1. Note that you may only encrypt a message \(M \lt n\). This is because the algorithm uses modular arithmetic, and during decryption, it will return \(M=C^d \mod n\). So if you try to encrypt \(M \gt n\), you won’t get back your original message. You can, however, retrieve it by adding integer multiples of n to the answer. The easy solution to encrypt a message \(M \gt n\) is to break it into smaller-sized packets and encrypt them individually.
2. Although the original paper uses the Euler totient function \(\phi(n)\), Carmichael’s totient function, \(\lambda(n)\) is also used in modern implementations.

Security

The issues in breaking RSA arise in the following points:

1. Factoring \(n\) is extremely inefficient if the primes chosen are large enough. It would take a classical computer around over a trillion years to break an RSA-2048 bit encryption key, even with the fastest factorisation algorithm, GNFS.
2. Computing \(\phi(n)\) without factoring \(n\).
3. Determining \(d\) without factoring \(n\) or computing \(\phi(n)\).

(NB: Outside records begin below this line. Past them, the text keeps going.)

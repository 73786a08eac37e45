//! Comparison outcomes and the values reported after each step.

use crate::card::Card;
use crate::options::GameMode;

/// Result of one comparison: a mini-round, a round or the whole game.
#[derive(Debug, Clone, Copy, PartialEq, Eq, Hash)]
pub enum Outcome {
    /// The player's value is strictly higher.
    Player,
    /// The computer's value is strictly higher.
    Computer,
    /// Both values are equal.
    Tie,
}

impl Outcome {
    /// Compares the player's value against the computer's.
    ///
    /// ```
    /// use cardduel::Outcome;
    ///
    /// assert_eq!(Outcome::decide(7, 3), Outcome::Player);
    /// assert_eq!(Outcome::decide(3, 7), Outcome::Computer);
    /// assert_eq!(Outcome::decide(5, 5), Outcome::Tie);
    /// ```
    #[must_use]
    pub fn decide<T: Ord>(player: T, computer: T) -> Self {
        match player.cmp(&computer) {
            core::cmp::Ordering::Greater => Self::Player,
            core::cmp::Ordering::Less => Self::Computer,
            core::cmp::Ordering::Equal => Self::Tie,
        }
    }
}

/// Running win counters for both sides.
///
/// Counts mini-round wins in best-of-three games and round wins in
/// sum-of-cards games.
#[derive(Debug, Clone, Copy, PartialEq, Eq, Default)]
pub struct Tally {
    /// Comparisons won by the player.
    pub player: u8,
    /// Comparisons won by the computer.
    pub computer: u8,
    /// Comparisons that ended level.
    pub ties: u8,
}

impl Tally {
    /// Counts one more outcome.
    pub const fn record(&mut self, outcome: Outcome) {
        match outcome {
            Outcome::Player => self.player += 1,
            Outcome::Computer => self.computer += 1,
            Outcome::Tie => self.ties += 1,
        }
    }

    /// Number of outcomes recorded so far.
    #[must_use]
    pub const fn played(&self) -> u8 {
        self.player + self.computer + self.ties
    }

    /// Who leads on wins; ties do not count for either side.
    #[must_use]
    pub fn outcome(&self) -> Outcome {
        Outcome::decide(self.player, self.computer)
    }
}

/// One card for each side.
#[derive(Debug, Clone, Copy, PartialEq, Eq)]
pub struct Draw {
    /// The player's card.
    pub player: Card,
    /// The computer's card.
    pub computer: Card,
}

/// Report of a best-of-three mini-round.
#[derive(Debug, Clone, Copy, PartialEq, Eq)]
pub struct MiniRound {
    /// Mini-round number, starting at 1.
    pub number: u8,
    /// Cards drawn.
    pub draw: Draw,
    /// Who won the mini-round.
    pub outcome: Outcome,
    /// Mini-round wins after this one.
    pub tally: Tally,
}

/// Report of one draw in a sum-of-cards round.
#[derive(Debug, Clone, Copy, PartialEq, Eq)]
pub struct SumDraw {
    /// Round number, starting at 1.
    pub round: u8,
    /// Mini-round number within the round, starting at 1.
    pub mini_round: u8,
    /// Cards drawn.
    pub draw: Draw,
    /// The player's sum for the round so far.
    pub player_sum: u16,
    /// The computer's sum for the round so far.
    pub computer_sum: u16,
    /// Set on the last draw of a round.
    pub round_result: Option<RoundResult>,
}

/// Result of a completed sum-of-cards round.
#[derive(Debug, Clone, Copy, PartialEq, Eq)]
pub struct RoundResult {
    /// Round number, starting at 1.
    pub round: u8,
    /// The player's final sum for the round.
    pub player_sum: u16,
    /// The computer's final sum for the round.
    pub computer_sum: u16,
    /// Who won the round.
    pub outcome: Outcome,
    /// Round wins after this round.
    pub tally: Tally,
}

/// One step of play, whatever the mode.
#[derive(Debug, Clone, Copy, PartialEq, Eq)]
pub enum Step {
    /// A best-of-three mini-round.
    MiniRound(MiniRound),
    /// A sum-of-cards draw.
    Sum(SumDraw),
}

impl Step {
    /// Cards drawn in this step.
    #[must_use]
    pub const fn draw(&self) -> Draw {
        match self {
            Self::MiniRound(mini) => mini.draw,
            Self::Sum(sum) => sum.draw,
        }
    }
}

/// Final result of a game.
#[derive(Debug, Clone, Copy, PartialEq, Eq)]
pub struct GameResult {
    /// The mode that was played.
    pub mode: GameMode,
    /// Final win counters.
    pub tally: Tally,
    /// Who won the game.
    pub outcome: Outcome,
}
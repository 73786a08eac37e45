//! Game configuration options.

use core::str::FromStr;

use crate::error::ChoiceError;
use crate::input::parse_bounded;

/// The two ways a game can be played.
#[derive(Debug, Clone, Copy, PartialEq, Eq, Hash)]
pub enum GameMode {
    /// Three mini-rounds, the higher card wins each one.
    BestOfThree,
    /// Three rounds of three draws each, the higher sum wins each round.
    SumOfCards,
}

impl GameMode {
    /// The number the player types to pick this mode.
    #[must_use]
    pub const fn choice(self) -> i64 {
        match self {
            Self::BestOfThree => 1,
            Self::SumOfCards => 2,
        }
    }
}

impl TryFrom<i64> for GameMode {
    type Error = ChoiceError;

    fn try_from(choice: i64) -> Result<Self, Self::Error> {
        match choice {
            1 => Ok(Self::BestOfThree),
            2 => Ok(Self::SumOfCards),
            value => Err(ChoiceError::OutOfRange {
                value,
                min: 1,
                max: 2,
            }),
        }
    }
}

impl FromStr for GameMode {
    type Err = ChoiceError;

    /// Parses a typed mode choice, `1` or `2`, ignoring surrounding whitespace.
    fn from_str(line: &str) -> Result<Self, Self::Err> {
        parse_bounded(line, Self::BestOfThree.choice(), Self::SumOfCards.choice())
            .and_then(Self::try_from)
    }
}

/// Configuration options for a game.
///
/// ```
/// use cardduel::{GameMode, GameOptions};
///
/// let options = GameOptions::default()
///     .with_mode(GameMode::SumOfCards)
///     .with_pause(false);
/// ```
#[derive(Debug, Clone, Copy, PartialEq, Eq)]
pub struct GameOptions {
    /// Mode to play. `None` asks the player.
    pub mode: Option<GameMode>,
    /// Whether to wait for ENTER before each draw.
    pub pause: bool,
}

impl Default for GameOptions {
    fn default() -> Self {
        Self {
            mode: None,
            pause: true,
        }
    }
}

impl GameOptions {
    /// Fixes the game mode so the player is not asked for it.
    ///
    /// # Example
    ///
    /// ```
    /// use cardduel::{GameMode, GameOptions};
    ///
    /// let options = GameOptions::default().with_mode(GameMode::BestOfThree);
    /// assert_eq!(options.mode, Some(GameMode::BestOfThree));
    /// ```
    #[must_use]
    pub const fn with_mode(mut self, mode: GameMode) -> Self {
        self.mode = Some(mode);
        self
    }

    /// Sets whether the game waits for ENTER before each draw.
    ///
    /// # Example
    ///
    /// ```
    /// use cardduel::GameOptions;
    ///
    /// let options = GameOptions::default().with_pause(false);
    /// assert!(!options.pause);
    /// ```
    #[must_use]
    pub const fn with_pause(mut self, pause: bool) -> Self {
        self.pause = pause;
        self
    }
}
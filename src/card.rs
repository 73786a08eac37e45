//! Card faces and the fixed rank table.

/// Number of distinct card faces.
pub const DECK_SIZE: usize = 13;

/// Card faces ordered by rank: Ace through King of Spades.
///
/// The Unicode block also holds a Knight (U+1F0AC) between Jack and Queen;
/// it is not part of the deck.
pub const DECK: [&str; DECK_SIZE] = [
    "\u{1F0A1}",
    "\u{1F0A2}",
    "\u{1F0A3}",
    "\u{1F0A4}",
    "\u{1F0A5}",
    "\u{1F0A6}",
    "\u{1F0A7}",
    "\u{1F0A8}",
    "\u{1F0A9}",
    "\u{1F0AA}",
    "\u{1F0AB}",
    "\u{1F0AD}",
    "\u{1F0AE}",
];

/// A drawn card.
///
/// The rank is always within `1..=DECK_SIZE`; a card can only be built
/// through [`Card::new`] or by drawing from a [`Deck`](crate::Deck).
#[derive(Debug, Clone, Copy, PartialEq, Eq, PartialOrd, Ord, Hash)]
pub struct Card {
    rank: u8,
}

impl Card {
    /// Creates a card of the given rank (1 = Ace, 13 = King).
    ///
    /// Returns `None` for ranks outside `1..=13`.
    ///
    /// # Example
    ///
    /// ```
    /// use cardduel::{Card, DECK};
    ///
    /// let seven = Card::new(7).unwrap();
    /// assert_eq!(seven.symbol(), DECK[6]);
    /// assert!(Card::new(0).is_none());
    /// assert!(Card::new(14).is_none());
    /// ```
    #[must_use]
    pub const fn new(rank: u8) -> Option<Self> {
        if rank >= 1 && rank as usize <= DECK_SIZE {
            Some(Self { rank })
        } else {
            None
        }
    }

    /// Maps a deck index (`0..DECK_SIZE`) to its card.
    pub(crate) const fn from_index(index: usize) -> Self {
        debug_assert!(index < DECK_SIZE);
        Self {
            rank: index as u8 + 1,
        }
    }

    /// The rank of the card, from 1 to 13.
    #[must_use]
    pub const fn rank(self) -> u8 {
        self.rank
    }

    /// The display glyph for this rank.
    #[must_use]
    pub const fn symbol(self) -> &'static str {
        DECK[self.rank as usize - 1]
    }
}
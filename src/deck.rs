//! Card sources: the seeded deck and forced draws.

use rand::{Rng, SeedableRng};
use rand_chacha::ChaCha8Rng;

use crate::card::{Card, DECK_SIZE};

/// Something the round engine can draw cards from.
///
/// Implemented by [`Deck`] for real play and by any `FnMut() -> Card`
/// closure, which makes it easy to force specific draws:
///
/// ```
/// use cardduel::{Card, CardSource};
///
/// let mut ranks = [7, 3].into_iter();
/// let mut source = move || Card::new(ranks.next().unwrap_or(1)).unwrap();
/// assert_eq!(source.draw().rank(), 7);
/// assert_eq!(source.draw().rank(), 3);
/// ```
pub trait CardSource {
    /// Draws one card.
    fn draw(&mut self) -> Card;
}

impl<F> CardSource for F
where
    F: FnMut() -> Card,
{
    fn draw(&mut self) -> Card {
        self()
    }
}

/// A bottomless deck: every draw picks one of the 13 faces uniformly at
/// random, with replacement.
#[derive(Debug, Clone)]
pub struct Deck {
    rng: ChaCha8Rng,
    seed: u64,
}

impl Deck {
    /// Creates a deck whose draws are fully determined by `seed`.
    ///
    /// # Example
    ///
    /// ```
    /// use cardduel::{CardSource, Deck};
    ///
    /// let mut a = Deck::new(42);
    /// let mut b = Deck::new(42);
    /// assert_eq!(a.draw(), b.draw());
    /// ```
    #[must_use]
    pub fn new(seed: u64) -> Self {
        Self {
            rng: ChaCha8Rng::seed_from_u64(seed),
            seed,
        }
    }

    /// The seed this deck was created with.
    #[must_use]
    pub const fn seed(&self) -> u64 {
        self.seed
    }
}

impl CardSource for Deck {
    fn draw(&mut self) -> Card {
        let card = Card::from_index(self.rng.random_range(0..DECK_SIZE));
        log::trace!("drew {} ({})", card.symbol(), card.rank());
        card
    }
}
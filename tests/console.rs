//! Console driver tests fed through in-memory streams.

use std::io::Cursor;

use cardduel::console::{self, DRAW_PROMPT, MODE_PROMPT, NEXT_ROUND_PROMPT, WELCOME};
use cardduel::{Card, Console, ConsoleError, GameMode, GameOptions, Outcome};

type TestConsole = Console<Cursor<Vec<u8>>, Vec<u8>>;

const INVALID: &str = "Invalid input. Enter a number between 1 and 2.";

fn scripted(input: &str) -> TestConsole {
    raw(input.as_bytes())
}

fn raw(input: &[u8]) -> TestConsole {
    Console::new(Cursor::new(input.to_vec()), Vec::new())
}

fn output(term: TestConsole) -> String {
    let (_, written) = term.into_parts();
    String::from_utf8(written).unwrap()
}

fn constant(rank: u8) -> impl FnMut() -> Card {
    let card = Card::new(rank).unwrap();
    move || card
}

/// Alternates player and computer ranks.
fn alternating(player: u8, computer: u8) -> impl FnMut() -> Card {
    let mut player_turn = false;
    move || {
        player_turn = !player_turn;
        Card::new(if player_turn { player } else { computer }).unwrap()
    }
}

#[test]
fn mode_prompt_rejects_until_valid() {
    let mut term = scripted("abc\n0\n3\n-1\n\n 2 \n");
    assert_eq!(term.choose_mode().unwrap(), GameMode::SumOfCards);

    let text = output(term);
    assert_eq!(text.matches(MODE_PROMPT).count(), 6);
    assert_eq!(text.matches(INVALID).count(), 5);
}

#[test]
fn mode_prompt_rejects_bytes_that_are_not_utf8() {
    let mut term = raw(&[0xFF, 0xFE, b'\n', b'1', b'\n']);
    assert_eq!(term.choose_mode().unwrap(), GameMode::BestOfThree);

    let text = output(term);
    assert_eq!(text.matches(MODE_PROMPT).count(), 2);
    assert_eq!(text.matches(INVALID).count(), 1);
}

#[test]
fn last_line_without_newline_is_accepted() {
    let mut term = scripted("x\n2");
    assert_eq!(term.choose_mode().unwrap(), GameMode::SumOfCards);

    let mut term = scripted("7");
    assert_eq!(term.prompt_bounded_int("> ", 0, 9).unwrap(), 7);

    let mut term = scripted("\n\n");
    term.pause(DRAW_PROMPT).unwrap();
    term.pause(DRAW_PROMPT).unwrap();
    assert!(matches!(
        term.pause(DRAW_PROMPT).unwrap_err(),
        ConsoleError::Closed
    ));
}

#[test]
fn bounded_prompt_accepts_edges() {
    let mut term = scripted("1\n");
    assert_eq!(term.prompt_bounded_int("> ", 1, 2).unwrap(), 1);

    let mut term = scripted("10\n9\n");
    assert_eq!(term.prompt_bounded_int("> ", 0, 9).unwrap(), 9);
}

#[test]
fn end_of_input_closes_the_session() {
    let mut term = scripted("nope\n");
    assert!(matches!(
        term.choose_mode().unwrap_err(),
        ConsoleError::Closed
    ));

    let mut term = scripted("");
    assert!(matches!(
        term.pause(DRAW_PROMPT).unwrap_err(),
        ConsoleError::Closed
    ));
}

#[test]
fn best_of_three_game_on_the_console() {
    // Mode choice, then one ENTER per draw.
    let mut term = scripted("1\n\n\n\n");
    let result =
        console::run(&mut term, &GameOptions::default(), &mut alternating(7, 3)).unwrap();

    assert_eq!(result.outcome, Outcome::Player);
    assert_eq!((result.tally.player, result.tally.computer), (3, 0));

    let text = output(term);
    assert!(text.starts_with(WELCOME));
    assert!(text.contains("Game Mode 1: Best of 3 mini-rounds"));
    assert_eq!(text.matches(DRAW_PROMPT).count(), 3);
    for number in 1..=3 {
        assert!(text.contains(&format!("\nMini-round {number}\n")));
    }
    assert!(text.contains("Score - You: 3 Computer: 0"));
    assert!(text.contains("Final Score - You: 3 Computer: 0\nYou won the game!"));
    assert!(text.ends_with("Thank you for playing!\nDone.\n"));
}

#[test]
fn sum_of_cards_game_with_round_pauses() {
    // 9 draw pauses plus 2 pauses between rounds.
    let mut term = scripted(&"\n".repeat(11));
    let options = GameOptions::default().with_mode(GameMode::SumOfCards);
    let result = console::run(&mut term, &options, &mut alternating(1, 13)).unwrap();

    assert_eq!(result.outcome, Outcome::Computer);
    assert_eq!((result.tally.player, result.tally.computer), (0, 3));

    let text = output(term);
    assert!(!text.contains(MODE_PROMPT));
    assert_eq!(text.matches(DRAW_PROMPT).count(), 9);
    assert_eq!(text.matches(NEXT_ROUND_PROMPT).count(), 2);
    assert_eq!(text.matches("Computer wins round").count(), 3);
    assert!(text.contains("Current sum - You: 3 Computer: 39"));
    assert!(text.contains("Computer won the game!"));
}

#[test]
fn unpaused_game_reads_no_input() {
    let mut term = scripted("");
    let options = GameOptions::default()
        .with_mode(GameMode::BestOfThree)
        .with_pause(false);
    let result = console::run(&mut term, &options, &mut constant(5)).unwrap();

    assert_eq!(result.outcome, Outcome::Tie);
    let text = output(term);
    assert_eq!(text.matches("Mini-round is a tie!").count(), 3);
    assert!(text.contains("The game is a tie!"));
}

#[test]
fn input_closing_mid_game_stops_the_run() {
    // Mode choice and a single ENTER, then nothing.
    let mut term = scripted("2\n\n");
    let err =
        console::run(&mut term, &GameOptions::default(), &mut constant(4)).unwrap_err();
    assert!(matches!(err, ConsoleError::Closed));

    let text = output(term);
    assert_eq!(text.matches("Current sum").count(), 1);
    assert!(!text.contains("Final Score"));
}

/// A writer whose every write fails.
struct Broken;

impl std::io::Write for Broken {
    fn write(&mut self, _: &[u8]) -> std::io::Result<usize> {
        Err(std::io::Error::other("terminal gone"))
    }

    fn flush(&mut self) -> std::io::Result<()> {
        Ok(())
    }
}

#[test]
fn write_failures_are_reported_to_the_caller() {
    let mut term = Console::new(Cursor::new(Vec::new()), Broken);
    let err = term.say("\nInput closed. Exiting game.").unwrap_err();
    assert!(matches!(err, ConsoleError::Io(_)));
    assert!(err.to_string().contains("terminal gone"));
}
use async_trait::async_trait;
use dashmap::DashMap;
use log::debug;
use redis::{Client, RedisError, aio::MultiplexedConnection};

use crate::{
    error::StoreError,
    store::{Script, WindowStore},
};

/// Redis-based implementation of [`WindowStore`] using Redis Sorted Sets.
///
/// Suitable for distributed applications: every limiter instance pointed at
/// the same Redis sees the same windows, and scripts run atomically on the
/// server, so admission is serialized across processes.
///
/// # Redis Data Structure
///
/// - Key: chosen by the caller (the limiter namespaces it)
/// - Score: request timestamp in milliseconds
/// - Member: caller supplied, unique per request
///
/// # Failures
///
/// Every Redis error is returned as [`StoreError::Redis`]. The store never
/// substitutes a result for a failed command.
pub struct RedisStore {
    /// Multiplexed connection, cloned per call
    conn: MultiplexedConnection,
    /// Loaded scripts by name, so the SHA1 is computed once
    scripts: DashMap<&'static str, redis::Script>,
}

impl RedisStore {
    /// Connects to Redis and checks the connection with `PING`.
    ///
    /// # URL Format
    ///
    /// `redis://[<username>][:<password>@]<hostname>[:port][/<db>]`
    ///
    /// # Examples
    ///
    /// ```rust,no_run
    /// # async fn connect() -> Result<(), redis::RedisError> {
    /// use sliding_window_ratelimit::store::RedisStore;
    ///
    /// let store = RedisStore::new("redis://127.0.0.1/").await?;
    ///
    /// // With authentication and specific database
    /// let store = RedisStore::new("redis://:password@127.0.0.1:6379/1").await?;
    /// # Ok(())
    /// # }
    /// ```
    ///
    /// # Errors
    ///
    /// Returns [`RedisError`] if the URL is invalid, the server cannot be
    /// reached or `PING` fails.
    pub async fn new(redis_url: &str) -> Result<Self, RedisError> {
        let client = Client::open(redis_url)?;
        let mut conn = client.get_multiplexed_async_connection().await?;
        let _: () = redis::cmd("PING").query_async(&mut conn).await?;

        Ok(Self::from_connection(conn))
    }

    /// Wraps an already established connection.
    pub fn from_connection(conn: MultiplexedConnection) -> Self {
        Self {
            conn,
            scripts: DashMap::new(),
        }
    }

    fn loaded(&self, script: &Script) -> redis::Script {
        self.scripts
            .entry(script.name())
            .or_insert_with(|| redis::Script::new(script.lua()))
            .clone()
    }
}

#[async_trait]
impl WindowStore for RedisStore {
    async fn remove_scores_below(&self, key: &str, bound: i64) -> Result<u64, StoreError> {
        let mut conn = self.conn.clone();
        let removed: u64 = redis::cmd("ZREMRANGEBYSCORE")
            .arg(key)
            .arg("-inf")
            .arg(format!("({bound}"))
            .query_async(&mut conn)
            .await?;
        Ok(removed)
    }

    async fn count_in_range(&self, key: &str, lower: i64, upper: i64) -> Result<u64, StoreError> {
        let mut conn = self.conn.clone();
        let count: u64 = redis::cmd("ZCOUNT")
            .arg(key)
            .arg(lower)
            .arg(upper)
            .query_async(&mut conn)
            .await?;
        Ok(count)
    }

    async fn add_scored(&self, key: &str, score: i64, member: &str) -> Result<bool, StoreError> {
        let mut conn = self.conn.clone();
        let added: u64 = redis::cmd("ZADD")
            .arg(key)
            .arg(score)
            .arg(member)
            .query_async(&mut conn)
            .await?;
        Ok(added == 1)
    }

    async fn set_expiry(&self, key: &str, seconds: u64) -> Result<(), StoreError> {
        let mut conn = self.conn.clone();
        let _: i64 = redis::cmd("EXPIRE")
            .arg(key)
            .arg(seconds)
            .query_async(&mut conn)
            .await?;
        Ok(())
    }

    /// Runs the script's Lua body with `EVALSHA`, loading it on a cache miss.
    async fn execute_atomically(
        &self,
        script: &Script,
        keys: &[String],
        args: &[String],
    ) -> Result<i64, StoreError> {
        let lua = self.loaded(script);
        let mut invocation = lua.prepare_invoke();
        for key in keys {
            invocation.key(key);
        }
        for arg in args {
            invocation.arg(arg);
        }

        debug!("Running script {} on keys {:?}", script.name(), keys);

        let mut conn = self.conn.clone();
        let reply: i64 = invocation.invoke_async(&mut conn).await?;
        Ok(reply)
    }
}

Note that randomness in choosing primes is a massive factor in the practical strength of RSA. You can check out our other articles on breaking RSA and what it has to do with Quantum Physics!

Digital Signature

A digital signature is proof of your identity. Suppose Alice produces a key-pair as described above, and wants to send Bob a message. To do this, she can simply encrypt it with her Private key, \(S=M^d \mod n\) and then Bob may decrypt this by using her Public key as \(M=S^e \mod n\). Why this works must be clear:

1. Encryption and Decryption methods are commutative (look at Proof of correctness)
2. Alice’s Private key is unknown to anyone else, so the encrypted message can only be decrypted using her Public key, which is available to everyone. So only Bob, who receives the message, can decrypt it.